Merchant City Festival
It’s difficult to know what to do with your arms sometimes.

Especially when you’re watching this kind of thing.

MFA Closing Party

Had a great time at the MFA closing party last night with Antony and Laura. Met up earlier with a nice artist from Ruskin College called Emma. She had been sent up to study the natives and must, surely, have been impressed by the scene. I know I was.
Critical Mass

Went on my first ever Critical Mass on Friday with lovely Heather and assorted couriers, crusties, anarchists, technocrats, and other good folk. It was great fun.
Ellie Harrison

Ellie Harrison talking about her work at the Apple Store in Buchanan Street, Glasgow.
Yesterday I went to see Ellie Harrison and Andy McDonald talking about their projects at the Apple Store on Buchanan Street. Both have recently won funding from Alt-W, an arts body in Scotland.
It was interesting how they structured their projects — they started them, documented them, packaged them and then sold them to us.

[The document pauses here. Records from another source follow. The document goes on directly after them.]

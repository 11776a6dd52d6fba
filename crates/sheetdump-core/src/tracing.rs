//! Log output for the sheetdump binary.
//!
//! Library code only emits events through the `tracing` macros; the binary
//! installs the subscriber once with [`init_tracing`]. Logs go to stderr so
//! that stdout carries nothing but command output.
//!
//! ```ignore
//! use sheetdump_core::tracing::{init_tracing, TracingConfig};
//!
//! let config = if debug { TracingConfig::cli_debug() } else { TracingConfig::default() };
//! init_tracing(config)?;
//! ```

use thiserror::Error;
use tracing::Level;
use tracing_subscriber::{EnvFilter, fmt, prelude::*};

/// Crates whose events are shown when `RUST_LOG` is not set.
const LOG_TARGETS: [&str; 3] = ["sheetdump", "sheetdump_core", "sheetdump_providers"];

/// The subscriber could not be installed.
#[derive(Debug, Error)]
#[error("failed to set global tracing subscriber: {0}")]
pub struct TracingError(#[from] tracing::subscriber::SetGlobalDefaultError);

/// How much the binary logs, and with which decorations.
#[derive(Debug, Clone, PartialEq, Eq)]
pub struct TracingConfig {
    /// Level for the sheetdump crates when `RUST_LOG` is not set.
    pub level: Level,
    /// Prefix lines with timestamp, module path and source location.
    pub detailed: bool,
}

impl Default for TracingConfig {
    /// `info` and above, bare messages.
    fn default() -> Self {
        Self {
            level: Level::INFO,
            detailed: false,
        }
    }
}

impl TracingConfig {
    /// `debug` and above, with timestamps and source locations (`--debug`).
    #[must_use]
    pub fn cli_debug() -> Self {
        Self {
            level: Level::DEBUG,
            detailed: true,
        }
    }

    /// Filter directive used when `RUST_LOG` is absent or unparsable.
    pub fn default_directive(&self) -> String {
        LOG_TARGETS
            .iter()
            .map(|target| format!("{}={}", target, self.level))
            .collect::<Vec<_>>()
            .join(",")
    }

    fn filter(&self) -> EnvFilter {
        EnvFilter::try_from_default_env().unwrap_or_else(|_| EnvFilter::new(self.default_directive()))
    }
}

/// Installs the global subscriber. `RUST_LOG` overrides the configured level.
///
/// # Errors
///
/// Fails if a global subscriber is already installed.
pub fn init_tracing(config: TracingConfig) -> Result<(), TracingError> {
    let layer = fmt::layer()
        .compact()
        .with_writer(std::io::stderr)
        .with_file(config.detailed)
        .with_line_number(config.detailed)
        .with_target(config.detailed);
    let layer = if config.detailed {
        layer.boxed()
    } else {
        layer.without_time().boxed()
    };

    let subscriber = tracing_subscriber::registry()
        .with(config.filter())
        .with(layer);
    tracing::subscriber::set_global_default(subscriber)?;
    Ok(())
}

#[cfg(test)]
mod tests {
    use super::*;

    #[test]
    fn default_is_quiet() {
        let config = TracingConfig::default();
        assert_eq!(config.level, Level::INFO);
        assert!(!config.detailed);
        assert_eq!(
            config.default_directive(),
            "sheetdump=INFO,sheetdump_core=INFO,sheetdump_providers=INFO"
        );
    }

    #[test]
    fn debug_preset_is_detailed() {
        let config = TracingConfig::cli_debug();
        assert_eq!(config.level, Level::DEBUG);
        assert!(config.detailed);
        assert!(EnvFilter::try_new(config.default_directive()).is_ok());
    }
}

They were neatly self-contained. It helps with a project to define what you are setting out to achieve.
Ellie’s current project she is called Trajectories, where she enters in the lives of 100 people who have achieved things in their lives and create an webapp where you can compare yourself to them. Every so often the webapp will question our achievements and send us emails telling us about what the people we admire were doing. For instance, Ellie is interested in getting into politics and compared herself to Angela Merkel and Margaret Thatcher.
Made me think of my own projects. There is something very satisfying about self-contained projects rather than ones that drag on and on and on.
On the other hand, dedicating your life to one project does have its benefits. Tom Hodgkinson has been doing the Idler since 1993. It has evolved, brought new and unexpected opportunities, adding fans all the time. Imagine if he’d imposed an arbitrary number of issues on it. What a waste!
Laura, Apple Store

Laura watching Andy McDonald talk about his interactive textile research at the Apple Store in Buchanan Street.